> _TASK STATEMENT_: Count every line that includes the string "pipeline" in the entries that follow. Nothing besides the number is needed.
[AVAILABLE RECORDS Boundary: Start]
//! # nur_crawler
//!
//! Deep-crawls [nur.cn](https://www.nur.cn/) and saves its news articles
//! locally.
//!
//! ## Usage
//!
//! ```sh
//! nur_crawler --pages 1000 --depth 2 -o ./nur_articles -a ./nur_articles.zip
//! ```
//!
//! ## Architecture
//!
//! A run is a single linear pass:
//! 1. **Configure**: defaults, optional YAML file, command-line flags
//! 2. **Crawl**: breadth-first from the seed page, same site only
//! 3. **Extract**: headline and body of every `/news/*.shtml` page
//! 4. **Output**: one text file per article, one JSON dataset, optional zip

use clap::Parser;
use std::error::Error;
use tracing::{error, info, instrument};
use tracing_subscriber::{EnvFilter, fmt as tfmt};

mod cli;
mod config;
mod crawler;
mod error;
mod extract;
mod fetcher;
mod models;
mod outputs;
mod pipeline;
#[cfg(test)]
mod testing;
mod utils;

use cli::Cli;
use config::CrawlConfig;
use fetcher::HttpFetcher;

#[tokio::main]
#[instrument]
async fn main() -> Result<(), Box<dyn Error>> {
    // --- Tracing init ---
    let filter = EnvFilter::try_from_default_env().unwrap_or_else(|_| EnvFilter::new("info"));
    tfmt()
        .with_env_filter(filter)
        .with_target(true)
        .with_file(false)
        .with_line_number(false)
        .with_timer(tracing_subscriber::fmt::time::UtcTime::rfc_3339())
        .init();

    let start_time = std::time::Instant::now();
    info!("nur_crawler starting up");

    let args = Cli::parse();
    let config = match CrawlConfig::from_cli(&args) {
        Ok(config) => config,
        Err(e) => {
            error!(error = %e, "Invalid configuration");
            return Err(e.into());
        }
    };
    info!(
        seed = %config.seed_url,
        targets = config.target_urls.len(),
        max_pages = config.max_pages,
        max_depth = config.effective_depth(),
        output_dir = %config.output_dir.display(),
        "Configuration loaded"
    );

    let fetcher = HttpFetcher::new(&config)?;
    let result = match pipeline::run(&config, &fetcher).await {
        Ok(result) => result,
        Err(e) => {
            error!(error = %e, "Crawl aborted");
            return Err(e.into());
        }
    };

    if let Some(dataset) = &result.dataset_file {
        info!(path = %dataset.display(), "Dataset saved");
    }
    if let Some(archive) = &result.archive {
        info!(path = %archive.display(), "Archive saved");
    }

    let elapsed = start_time.elapsed();
    info!(
        ?elapsed,
        pages = result.stats.pages,
        extracted = result.stats.extracted,
        skipped_duplicates = result.stats.skipped_duplicates,
        failed = result.stats.failed,
        text_files = result.text_files.len(),
        "Execution complete"
    );

    Ok(())
}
[AVAILABLE RECORDS Boundary: End]
> _THE COMPLETED TASK_: 2